> [Task]:
Only the lines from the top of the data through the line containing "let context = match" should be duplicated, exactly as they appear.

Start of Extracted entries

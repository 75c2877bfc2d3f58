//! Stable descriptions of override payload decode errors.
//!
//! Tooling matches on these strings, so syntax errors are reported by the
//! offending character and where it appeared rather than by decoder
//! position.

use serde_json::error::Category;

pub(crate) fn describe_json_error(payload: &str, err: &serde_json::Error) -> String {
    match err.classify() {
        Category::Eof => "unexpected end of JSON input".to_string(),
        Category::Syntax => describe_syntax(payload, err).unwrap_or_else(|| bare_message(err)),
        Category::Data | Category::Io => bare_message(err),
    }
}

fn describe_syntax(payload: &str, err: &serde_json::Error) -> Option<String> {
    let context = match bare_message(err).as_str() {
        "expected value" => "looking for beginning of value",
        "expected `,` or `]`" => "after array element",
        "expected `,` or `}`" => "after object key:value pair",
        "expected `:`" => "after object key",
        "key must be a string" => "looking for beginning of object key string",
        "trailing characters" => "after top-level value",
        _ => return None,
    };
    let ch = offending_char(payload, err.line(), err.column())?;
    Some(format!("invalid character {} {}", quote_char(ch), context))
}

/// The decoder message without its trailing position.
fn bare_message(err: &serde_json::Error) -> String {
    let full = err.to_string();
    let position = format!(" at line {} column {}", err.line(), err.column());
    match full.strip_suffix(&position) {
        Some(message) => message.to_string(),
        None => full,
    }
}

// Positions are 1-based and the column names the offending byte.
fn offending_char(payload: &str, line: usize, column: usize) -> Option<char> {
    let text = payload.split('\n').nth(line.checked_sub(1)?)?;
    text.get(column.checked_sub(1)?..)?.chars().next()
}

fn quote_char(ch: char) -> String {
    match ch {
        '\'' => r"'\''".to_string(),
        '"' => r#"'"'"#.to_string(),
        c if c.is_control() => format!("'{}'", c.escape_default()),
        c => format!("'{c}'"),
    }
}

#[cfg(test)]
mod tests {
    use super::*;

    fn describe(payload: &str) -> String {
        let err = serde_json::from_str::<serde_json::Value>(payload).unwrap_err();
        describe_json_error(payload, &err)
    }

    #[test]
    fn test_unexpected_close_brace() {
        assert_eq!(
            describe("[}"),
            "invalid character '}' looking for beginning of value"
        );
    }

    #[test]
    fn test_bare_word() {
        assert_eq!(
            describe("exclude"),
            "invalid character 'e' looking for beginning of value"
        );
    }

    #[test]
    fn test_trailing_characters() {
        assert_eq!(describe("{} x"), "invalid character 'x' after top-level value");
    }

    #[test]
    fn test_missing_colon() {
        assert_eq!(
            describe(r#"{"exclude" 1}"#),
            "invalid character '1' after object key"
        );
    }

    #[test]
    fn test_non_string_key() {
        assert_eq!(
            describe("{1: 2}"),
            "invalid character '1' looking for beginning of object key string"
        );
    }

    #[test]
    fn test_truncated_input() {
        assert_eq!(describe(r#"{"exclude": {"#), "unexpected end of JSON input");
        assert_eq!(describe("   "), "unexpected end of JSON input");
    }

    #[test]
    fn test_quote_char() {
        assert_eq!(quote_char('}'), "'}'");
        assert_eq!(quote_char('\''), r"'\''");
        assert_eq!(quote_char('"'), r#"'"'"#);
        assert_eq!(quote_char('\t'), r"'\t'");
    }
}
//! The built-in checker table.

use crate::{CheckerCmd, CheckerRegistry};
use std::collections::BTreeMap;

/// Names of the checkers shipped with okcheck.
pub const BUILTIN_CHECKERS: &[&str] = &[
    "compiles",
    "deadcode",
    "errcheck",
    "extimport",
    "golint",
    "govet",
    "importalias",
    "ineffassign",
    "nobadfuncs",
    "novendor",
    "outparamcheck",
    "unconvert",
    "varcheck",
];

/// Registry backed by the built-in checker table.
#[derive(Debug, Clone)]
pub struct BuiltinRegistry {
    commands: BTreeMap<&'static str, CheckerCmd>,
}

impl Default for BuiltinRegistry {
    fn default() -> Self {
        Self::new()
    }
}

impl BuiltinRegistry {
    pub fn new() -> Self {
        let commands = BUILTIN_CHECKERS
            .iter()
            .map(|name| (*name, CheckerCmd::new(*name)))
            .collect();
        Self { commands }
    }

    /// All registered checker names (sorted).
    pub fn names(&self) -> Vec<&'static str> {
        self.commands.keys().copied().collect()
    }

    pub fn len(&self) -> usize {
        self.commands.len()
    }

    pub fn is_empty(&self) -> bool {
        self.commands.is_empty()
    }
}

impl CheckerRegistry for BuiltinRegistry {
    fn lookup(&self, name: &str) -> Option<CheckerCmd> {
        self.commands.get(name).cloned()
    }
}
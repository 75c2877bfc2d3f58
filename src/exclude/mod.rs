//! Path exclusion
//!
//! Builds the predicate deciding which candidate paths are skipped before
//! any checker sees them. Two pattern lists feed it:
//! - `names`: matched against every component of the path
//! - `paths`: matched against the path and each of its ancestors, so a
//!   pattern naming a directory excludes everything below it

mod file;

pub use file::{exclude_override_json, read_exclude_file, ExcludeFileError};

use globset::{GlobBuilder, GlobSet, GlobSetBuilder};
use serde::{Deserialize, Serialize};
use std::path::{Component, Path, PathBuf};

/// Errors for exclusion patterns
#[derive(Debug, thiserror::Error)]
pub enum ExcludeError {
    #[error("invalid exclude pattern {pattern}: {source}")]
    Pattern {
        pattern: String,
        #[source]
        source: globset::Error,
    },

    #[error("failed to build exclude matcher: {0}")]
    Build(#[source] globset::Error),
}

/// An exclude block as declared in configuration.
#[derive(Debug, Clone, Default, PartialEq, Eq, Serialize, Deserialize)]
pub struct RawExcludeSpec {
    #[serde(default)]
    pub names: Vec<String>,

    #[serde(default)]
    pub paths: Vec<String>,
}

impl RawExcludeSpec {
    /// True when neither list carries a pattern.
    pub fn is_empty(&self) -> bool {
        self.names.is_empty() && self.paths.is_empty()
    }
}

/// Compiled exclusion predicate
#[derive(Debug, Clone)]
pub struct ExcludeMatcher {
    spec: RawExcludeSpec,
    names: GlobSet,
    paths: GlobSet,
}

impl Default for ExcludeMatcher {
    fn default() -> Self {
        Self {
            spec: RawExcludeSpec::default(),
            names: GlobSet::empty(),
            paths: GlobSet::empty(),
        }
    }
}

impl ExcludeMatcher {
    /// Check if a path should be excluded
    pub fn matches(&self, path: impl AsRef<Path>) -> bool {
        if self.spec.is_empty() {
            return false;
        }

        let normalized: PathBuf = path
            .as_ref()
            .components()
            .filter_map(|c| match c {
                Component::Normal(part) => Some(part),
                _ => None,
            })
            .collect();

        if normalized
            .components()
            .any(|part| self.names.is_match(part.as_os_str()))
        {
            return true;
        }

        normalized
            .ancestors()
            .filter(|p| !p.as_os_str().is_empty())
            .any(|p| self.paths.is_match(p))
    }

    /// Name patterns this matcher was built from.
    pub fn names(&self) -> &[String] {
        &self.spec.names
    }

    /// Path patterns this matcher was built from.
    pub fn paths(&self) -> &[String] {
        &self.spec.paths
    }

    /// The declaration this matcher was built from.
    pub fn spec(&self) -> &RawExcludeSpec {
        &self.spec
    }

    pub fn is_empty(&self) -> bool {
        self.spec.is_empty()
    }
}

/// Build the exclusion predicate for an exclude block.
pub fn build_exclude_matcher(spec: &RawExcludeSpec) -> Result<ExcludeMatcher, ExcludeError> {
    Ok(ExcludeMatcher {
        spec: spec.clone(),
        names: build_globset(&spec.names)?,
        paths: build_globset(&spec.paths)?,
    })
}

fn build_globset(patterns: &[String]) -> Result<GlobSet, ExcludeError> {
    let mut builder = GlobSetBuilder::new();
    for pattern in patterns {
        let glob = GlobBuilder::new(pattern)
            .literal_separator(true)
            .build()
            .map_err(|source| ExcludeError::Pattern {
                pattern: pattern.clone(),
                source,
            })?;
        builder.add(glob);
    }
    builder.build().map_err(ExcludeError::Build)
}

End of Extracted entries

> [Response to this exercise]:
repository 75c2877bfc2d3f58
//! Stable descriptions of override payload decode errors.
//!
//! Tooling matches on these strings, so syntax errors are reported by the
//! offending character and where it appeared rather than by decoder
//! position.

use serde_json::error::Category;

pub(crate) fn describe_json_error(payload: &str, err: &serde_json::Error) -> String {
    match err.classify() {
        Category::Eof => "unexpected end of JSON input".to_string(),
        Category::Syntax => describe_syntax(payload, err).unwrap_or_else(|| bare_message(err)),
        Category::Data | Category::Io => bare_message(err),
    }
}

fn describe_syntax(payload: &str, err: &serde_json::Error) -> Option<String> {
    let context = match bare_message(err).as_str() {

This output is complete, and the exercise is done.